### WHAT TO DO
Once you find the line with "let local = Local.from_local_datetime(&naive).earliest()?;" in the entries below, return exactly every line from it through the line with "let years = stamp".
=== ENTRIES SUPPLIED ===
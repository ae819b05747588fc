/*
 * SPDX-FileCopyrightText: 2025 UnionTech Software Technology Co., Ltd.
 *
 * SPDX-License-Identifier: GPL-2.0-or-later
 */
use chrono::{DateTime, Local, NaiveDateTime, TimeZone, Utc};
use std::path::Path;
use std::time::UNIX_EPOCH;

// special IPMI timestamps
pub const IPMI_TIME_UNSPECIFIED: u32 = 0xFFFFFFFF;
const IPMI_TIME_INIT_DONE: u32 = 0x20000000;
const SECONDS_A_DAY: u32 = 24 * 60 * 60;

const LOG_TIME_FORMAT: &str = "%Y-%m-%dT%H:%M:%S";

/// Wall-clock seconds since the epoch, saturated into the IPMI range.
pub fn current_timestamp() -> u32 {
    Utc::now().timestamp().clamp(0, (IPMI_TIME_UNSPECIFIED - 1) as i64) as u32
}

/// Timestamp at the head of a SEL log line.
///
/// Lines written with an offset (`2024-05-01T10:00:00.123+08:00`) are taken
/// as is; bare `YYYY-MM-DDTHH:MM:SS` stamps are read as local time.
pub fn parse_log_timestamp(text: &str) -> Option<u32> {
    if let Ok(dt) = DateTime::parse_from_rfc3339(text) {
        return u32::try_from(dt.timestamp()).ok();
    }
    let head = text.get(..19)?;
    let naive = NaiveDateTime::parse_from_str(head, LOG_TIME_FORMAT).ok()?;
    let local = Local.from_local_datetime(&naive).earliest()?;
    u32::try_from(local.timestamp()).ok()
}

/// Modification time of `path`, if the file exists.
pub fn file_mtime<P: AsRef<Path>>(path: P) -> Option<u32> {
    let modified = std::fs::metadata(path.as_ref()).ok()?.modified().ok()?;
    let secs = modified.duration_since(UNIX_EPOCH).ok()?.as_secs();
    u32::try_from(secs).ok()
}

fn format_time(seconds: u32) -> String {
    format!(
        "{:02}:{:02}:{:02}",
        seconds / 3600,
        (seconds % 3600) / 60,
        seconds % 60
    )
}

/// ipmitool style: MM/DD/YYYY HH:MM:SS (UTC)
pub fn ipmi_timestamp_numeric(stamp: u32) -> String {
    if stamp == IPMI_TIME_UNSPECIFIED {
        return "Unspecified".to_string();
    }

    if stamp < IPMI_TIME_INIT_DONE {
        if stamp < SECONDS_A_DAY {
            return format!("S+ {}", format_time(stamp));
        }
        let years = stamp / (365 * SECONDS_A_DAY);
        let days = (stamp % (365 * SECONDS_A_DAY)) / SECONDS_A_DAY;
        return format!("S+ {}/{} {}", years, days, format_time(stamp % SECONDS_A_DAY));
    }

    match Utc.timestamp_opt(stamp as i64, 0).single() {
        Some(dt) => dt.format("%m/%d/%Y %H:%M:%S").to_string(),
        None => "Invalid timestamp".to_string(),
    }
}

#[cfg(test)]
mod tests {
    use super::*;

    #[test]
    fn test_special_timestamps() {
        assert_eq!(ipmi_timestamp_numeric(3600), "S+ 01:00:00");
        assert_eq!(ipmi_timestamp_numeric(86400), "S+ 0/1 00:00:00");
        assert_eq!(ipmi_timestamp_numeric(IPMI_TIME_UNSPECIFIED), "Unspecified");
        assert_eq!(ipmi_timestamp_numeric(1_556_116_360), "04/24/2019 14:32:40");
    }

    #[test]
    fn test_parse_log_timestamp_with_offset() {
        assert_eq!(
            parse_log_timestamp("2019-04-24T14:32:40.123456+00:00"),
            Some(1_556_116_360)
        );
        assert_eq!(
            parse_log_timestamp("2019-04-24T16:32:40+02:00"),
            Some(1_556_116_360)
        );
    }

    #[test]
    fn test_parse_log_timestamp_local_and_garbage() {
        assert!(parse_log_timestamp("2019-04-24T14:32:40").is_some());
        assert_eq!(parse_log_timestamp("yesterday"), None);
        assert_eq!(parse_log_timestamp(""), None);
    }

    #[test]
    fn test_file_mtime_missing() {
        assert_eq!(file_mtime("/nonexistent/sel_erase_time"), None);
    }
}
===
### RESPONSE TO THE EXERCISE
    let local = Local.from_local_datetime(&naive).earliest()?;
    u32::try_from(local.timestamp()).ok()
}

/// Modification time of `path`, if the file exists.
pub fn file_mtime<P: AsRef<Path>>(path: P) -> Option<u32> {
    let modified = std::fs::metadata(path.as_ref()).ok()?.modified().ok()?;
    let secs = modified.duration_since(UNIX_EPOCH).ok()?.as_secs();
    u32::try_from(secs).ok()
}

fn format_time(seconds: u32) -> String {
    format!(
        "{:02}:{:02}:{:02}",
        seconds / 3600,
        (seconds % 3600) / 60,
        seconds % 60
    )
}

/// ipmitool style: MM/DD/YYYY HH:MM:SS (UTC)
pub fn ipmi_timestamp_numeric(stamp: u32) -> String {
    if stamp == IPMI_TIME_UNSPECIFIED {
        return "Unspecified".to_string();
    }

    if stamp < IPMI_TIME_INIT_DONE {
        if stamp < SECONDS_A_DAY {
            return format!("S+ {}", format_time(stamp));
        }
        let years = stamp / (365 * SECONDS_A_DAY);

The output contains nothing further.